Paycheck Protection Program (PPP)
The legislation contains several provisions impacting the PPP loan program that was established in March 2020 under the CARES Act, including:
- Allowing PPP borrowers to deduct expenses paid with PPP funds. This provision reverses the position taken by the IRS earlier this year and allows PPP borrowers to claim a federal income tax deduction for expenses paid with the proceeds of a PPP loan, even if the loan has been (or will be) forgiven. (Expenses must otherwise be deductible under general standards for claiming business expense deductions.)
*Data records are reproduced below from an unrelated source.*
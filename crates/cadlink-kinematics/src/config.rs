//! Synthesis configuration.
//!
//! Loaded from TOML; every field has a default so an empty file is valid:
//!
//! ```toml
//! max_concurrency = 8
//! max_downloads = 4
//!
//! [joint_policy]
//! effort = 1.0
//! velocity = 1.0
//! damping = 0.1
//! friction = 0.1
//! revolute_limits = [-3.141592653589793, 3.141592653589793]
//! prismatic_limits = [-0.1, 0.1]
//! ```

use std::f64::consts::PI;

use cadlink_math::Vec3;
use serde::{Deserialize, Serialize};

use crate::error::{KinematicsError, Result};
use crate::model::{JointDynamics, JointKind, JointLimits};

/// Default number of edges synthesized at once.
pub const DEFAULT_MAX_CONCURRENCY: usize = 8;

/// Default number of concurrent mesh downloads.
pub const DEFAULT_MAX_DOWNLOADS: usize = 4;

/// Fixed joint parameters applied to every synthesized joint.
#[derive(Debug, Clone, PartialEq, Serialize, Deserialize)]
#[serde(default)]
pub struct JointPolicy {
    /// Maximum effort.
    pub effort: f64,
    /// Maximum velocity.
    pub velocity: f64,
    /// Viscous damping.
    pub damping: f64,
    /// Static friction.
    pub friction: f64,
    /// `[lower, upper]` for revolute joints, radians.
    pub revolute_limits: [f64; 2],
    /// `[lower, upper]` for prismatic joints, meters.
    pub prismatic_limits: [f64; 2],
}

impl Default for JointPolicy {
    fn default() -> Self {
        Self {
            effort: 1.0,
            velocity: 1.0,
            damping: 0.1,
            friction: 0.1,
            revolute_limits: [-PI, PI],
            prismatic_limits: [-0.1, 0.1],
        }
    }
}

impl JointPolicy {
    fn limits(&self, [lower, upper]: [f64; 2]) -> JointLimits {
        JointLimits {
            effort: self.effort,
            velocity: self.velocity,
            lower,
            upper,
        }
    }

    fn dynamics(&self) -> JointDynamics {
        JointDynamics {
            damping: self.damping,
            friction: self.friction,
        }
    }

    /// A revolute joint about `axis` with the policy limits.
    pub fn revolute(&self, axis: Vec3) -> JointKind {
        JointKind::Revolute {
            axis,
            limits: self.limits(self.revolute_limits),
            dynamics: self.dynamics(),
        }
    }

    /// A prismatic joint along `axis` with the policy limits.
    pub fn prismatic(&self, axis: Vec3) -> JointKind {
        JointKind::Prismatic {
            axis,
            limits: self.limits(self.prismatic_limits),
            dynamics: self.dynamics(),
        }
    }
}

/// Top-level synthesis settings.
#[derive(Debug, Clone, PartialEq, Serialize, Deserialize)]
#[serde(default)]
pub struct SynthesisConfig {
    /// Edges synthesized at once.
    pub max_concurrency: usize,
    /// Mesh downloads in flight at once.
    pub max_downloads: usize,
    /// Joint parameters.
    pub joint_policy: JointPolicy,
}

impl Default for SynthesisConfig {
    fn default() -> Self {
        Self {
            max_concurrency: DEFAULT_MAX_CONCURRENCY,
            max_downloads: DEFAULT_MAX_DOWNLOADS,
            joint_policy: JointPolicy::default(),
        }
    }
}

impl SynthesisConfig {
    /// Parse and validate a TOML document.
    pub fn from_toml_str(s: &str) -> Result<Self> {
        let config: Self = toml::from_str(s)?;
        config.validate()?;
        Ok(config)
    }

    /// Range checks.
    pub fn validate(&self) -> Result<()> {
        if self.max_concurrency == 0 {
            return Err(KinematicsError::InvalidConfig(
                "max_concurrency must be at least 1".to_string(),
            ));
        }
        if self.max_downloads == 0 {
            return Err(KinematicsError::InvalidConfig(
                "max_downloads must be at least 1".to_string(),
            ));
        }
        let policy = &self.joint_policy;
        for (field, [lower, upper]) in [
            ("revolute_limits", policy.revolute_limits),
            ("prismatic_limits", policy.prismatic_limits),
        ] {
            if lower > upper {
                return Err(KinematicsError::InvalidConfig(format!(
                    "{field}: lower {lower} exceeds upper {upper}"
                )));
            }
        }
        Ok(())
    }
}

#[cfg(test)]
mod tests {
    use super::*;

    #[test]
    fn test_empty_toml_gives_defaults() {
        let config = SynthesisConfig::from_toml_str("").unwrap();
        assert_eq!(config, SynthesisConfig::default());
        assert_eq!(config.joint_policy.revolute_limits, [-PI, PI]);
    }

    #[test]
    fn test_partial_override() {
        let config = SynthesisConfig::from_toml_str(
            r#"
            max_concurrency = 2

            [joint_policy]
            effort = 12.5
            prismatic_limits = [0.0, 0.3]
            "#,
        )
        .unwrap();
        assert_eq!(config.max_concurrency, 2);
        assert_eq!(config.max_downloads, DEFAULT_MAX_DOWNLOADS);
        assert_eq!(config.joint_policy.effort, 12.5);
        assert_eq!(config.joint_policy.damping, 0.1);
        assert_eq!(config.joint_policy.prismatic_limits, [0.0, 0.3]);
    }

    #[test]
    fn test_rejects_zero_concurrency() {
        let err = SynthesisConfig::from_toml_str("max_concurrency = 0").unwrap_err();
        assert!(matches!(err, KinematicsError::InvalidConfig(_)));
    }

    #[test]
    fn test_rejects_inverted_limits() {
        let err =
            SynthesisConfig::from_toml_str("[joint_policy]\nrevolute_limits = [1.0, -1.0]")
                .unwrap_err();
        assert!(matches!(err, KinematicsError::InvalidConfig(msg) if msg.contains("revolute")));
    }

    #[test]
    fn test_rejects_malformed_toml() {
        let err = SynthesisConfig::from_toml_str("max_concurrency = \"many\"").unwrap_err();
        assert!(matches!(err, KinematicsError::Toml(_)));
    }

    #[test]
    fn test_policy_builds_joint_kinds() {
        let policy = JointPolicy::default();
        let kind = policy.prismatic(-Vec3::z());
        let limits = kind.limits().unwrap();
        assert_eq!((limits.lower, limits.upper), (-0.1, 0.1));
        assert_eq!(kind.dynamics().unwrap().friction, 0.1);
    }
}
- Providing a second round of PPP loans for businesses that have been hit hardest by COVID-19. Eligibility for the “second draw” loan program is limited to businesses with 300 or fewer employees that have sustained a 25% revenue loss in any quarter of 2020 relative to the same quarter in 2019. The maximum loan amount is the lesser of $2 million or 2.5 times average monthly payroll in the prior year.
- Adding eligible organizations to the PPP loan program. 501(c)(6) organizations, such as local chambers of commerce, economic development organizations, and tourism offices, that have 300 or fewer employees and are not lobbying organizations are now eligible to obtain PPP loans. Certain news and broadcast media organizations have been made eligible for PPP loans as well.
- Expanding the categories of forgivable expenses for which a PPP loan may be used. Forgivable expenses under the second round loan program are expanded to include covered operation costs (software, cloud computing, and other human resources and accounting needs), property damage costs due to public disturbances that occurred during 2020 but are not covered by insurance, supplier costs, and PPE expenditures for workers. Borrowers must continue to use at least 60% of PPP loan proceeds for payroll costs to be eligible for full forgiveness of the loan.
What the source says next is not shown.